What is expected
Across all entries below, how many lines include "domain"? Answer with the number alone.

= = = =

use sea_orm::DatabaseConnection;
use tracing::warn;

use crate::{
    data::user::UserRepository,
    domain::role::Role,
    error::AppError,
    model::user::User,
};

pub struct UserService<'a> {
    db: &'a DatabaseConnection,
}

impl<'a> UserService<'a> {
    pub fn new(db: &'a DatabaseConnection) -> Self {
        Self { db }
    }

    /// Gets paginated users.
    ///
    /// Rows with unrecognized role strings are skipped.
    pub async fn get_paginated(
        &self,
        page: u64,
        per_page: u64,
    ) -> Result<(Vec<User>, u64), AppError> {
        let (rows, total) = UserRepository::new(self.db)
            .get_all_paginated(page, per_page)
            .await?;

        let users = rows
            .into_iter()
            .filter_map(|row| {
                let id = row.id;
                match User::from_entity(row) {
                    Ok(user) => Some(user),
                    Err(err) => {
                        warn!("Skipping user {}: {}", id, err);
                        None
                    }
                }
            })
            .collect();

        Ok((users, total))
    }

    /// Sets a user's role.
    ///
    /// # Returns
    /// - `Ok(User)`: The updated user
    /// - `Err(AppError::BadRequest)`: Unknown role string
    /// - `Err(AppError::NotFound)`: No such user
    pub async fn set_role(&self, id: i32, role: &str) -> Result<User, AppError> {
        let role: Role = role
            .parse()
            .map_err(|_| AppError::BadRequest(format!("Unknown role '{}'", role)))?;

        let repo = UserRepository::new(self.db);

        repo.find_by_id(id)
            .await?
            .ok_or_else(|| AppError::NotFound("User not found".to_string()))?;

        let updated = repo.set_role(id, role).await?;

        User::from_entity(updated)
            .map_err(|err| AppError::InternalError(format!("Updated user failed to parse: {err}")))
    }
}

= = = =

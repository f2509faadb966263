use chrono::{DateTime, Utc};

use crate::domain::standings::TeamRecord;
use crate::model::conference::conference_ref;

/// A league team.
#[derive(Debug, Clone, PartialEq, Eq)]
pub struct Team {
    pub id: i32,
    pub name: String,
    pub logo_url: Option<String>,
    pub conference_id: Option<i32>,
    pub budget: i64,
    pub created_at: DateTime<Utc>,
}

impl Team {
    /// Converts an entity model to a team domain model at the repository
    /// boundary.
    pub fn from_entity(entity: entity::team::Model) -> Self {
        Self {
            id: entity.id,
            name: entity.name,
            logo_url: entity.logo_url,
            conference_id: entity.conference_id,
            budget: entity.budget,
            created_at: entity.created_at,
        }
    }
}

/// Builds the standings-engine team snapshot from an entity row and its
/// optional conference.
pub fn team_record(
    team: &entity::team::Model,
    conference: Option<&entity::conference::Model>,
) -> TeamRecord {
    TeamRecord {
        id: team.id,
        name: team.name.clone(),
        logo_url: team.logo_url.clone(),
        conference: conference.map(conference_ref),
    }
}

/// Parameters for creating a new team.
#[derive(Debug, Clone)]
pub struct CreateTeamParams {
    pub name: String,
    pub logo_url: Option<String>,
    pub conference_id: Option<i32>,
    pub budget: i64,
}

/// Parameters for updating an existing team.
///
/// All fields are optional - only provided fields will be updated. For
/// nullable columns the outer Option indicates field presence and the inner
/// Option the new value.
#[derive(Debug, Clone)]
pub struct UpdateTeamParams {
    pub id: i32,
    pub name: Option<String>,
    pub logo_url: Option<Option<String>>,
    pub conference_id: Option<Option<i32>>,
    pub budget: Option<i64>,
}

= = = =

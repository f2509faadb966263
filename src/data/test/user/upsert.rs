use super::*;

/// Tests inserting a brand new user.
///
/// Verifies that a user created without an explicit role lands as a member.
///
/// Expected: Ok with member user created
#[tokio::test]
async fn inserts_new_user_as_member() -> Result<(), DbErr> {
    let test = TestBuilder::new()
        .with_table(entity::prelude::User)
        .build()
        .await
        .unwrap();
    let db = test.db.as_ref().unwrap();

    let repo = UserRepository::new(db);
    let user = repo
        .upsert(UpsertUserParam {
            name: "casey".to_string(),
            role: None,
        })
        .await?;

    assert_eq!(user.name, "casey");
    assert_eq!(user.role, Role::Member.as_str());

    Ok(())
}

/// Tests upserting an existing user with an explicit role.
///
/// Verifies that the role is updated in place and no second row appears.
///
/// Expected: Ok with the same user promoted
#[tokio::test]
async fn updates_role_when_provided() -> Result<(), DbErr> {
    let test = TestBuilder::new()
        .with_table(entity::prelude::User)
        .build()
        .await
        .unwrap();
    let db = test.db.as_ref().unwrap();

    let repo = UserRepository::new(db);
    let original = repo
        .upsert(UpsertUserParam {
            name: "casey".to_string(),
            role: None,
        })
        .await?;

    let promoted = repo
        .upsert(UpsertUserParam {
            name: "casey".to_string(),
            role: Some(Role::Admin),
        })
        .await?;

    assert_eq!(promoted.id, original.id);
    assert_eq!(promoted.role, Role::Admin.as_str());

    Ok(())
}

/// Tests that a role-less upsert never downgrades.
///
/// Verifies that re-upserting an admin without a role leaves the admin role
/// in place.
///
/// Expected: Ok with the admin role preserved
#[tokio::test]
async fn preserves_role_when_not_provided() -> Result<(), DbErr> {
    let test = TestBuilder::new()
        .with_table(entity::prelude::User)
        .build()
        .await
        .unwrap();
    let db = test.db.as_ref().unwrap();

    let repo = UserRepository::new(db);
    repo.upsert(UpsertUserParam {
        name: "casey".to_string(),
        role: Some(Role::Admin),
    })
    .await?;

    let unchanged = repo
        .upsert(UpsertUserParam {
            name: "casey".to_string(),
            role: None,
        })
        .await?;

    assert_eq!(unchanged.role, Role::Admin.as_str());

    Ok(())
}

= = = =

Solution to this exercise
3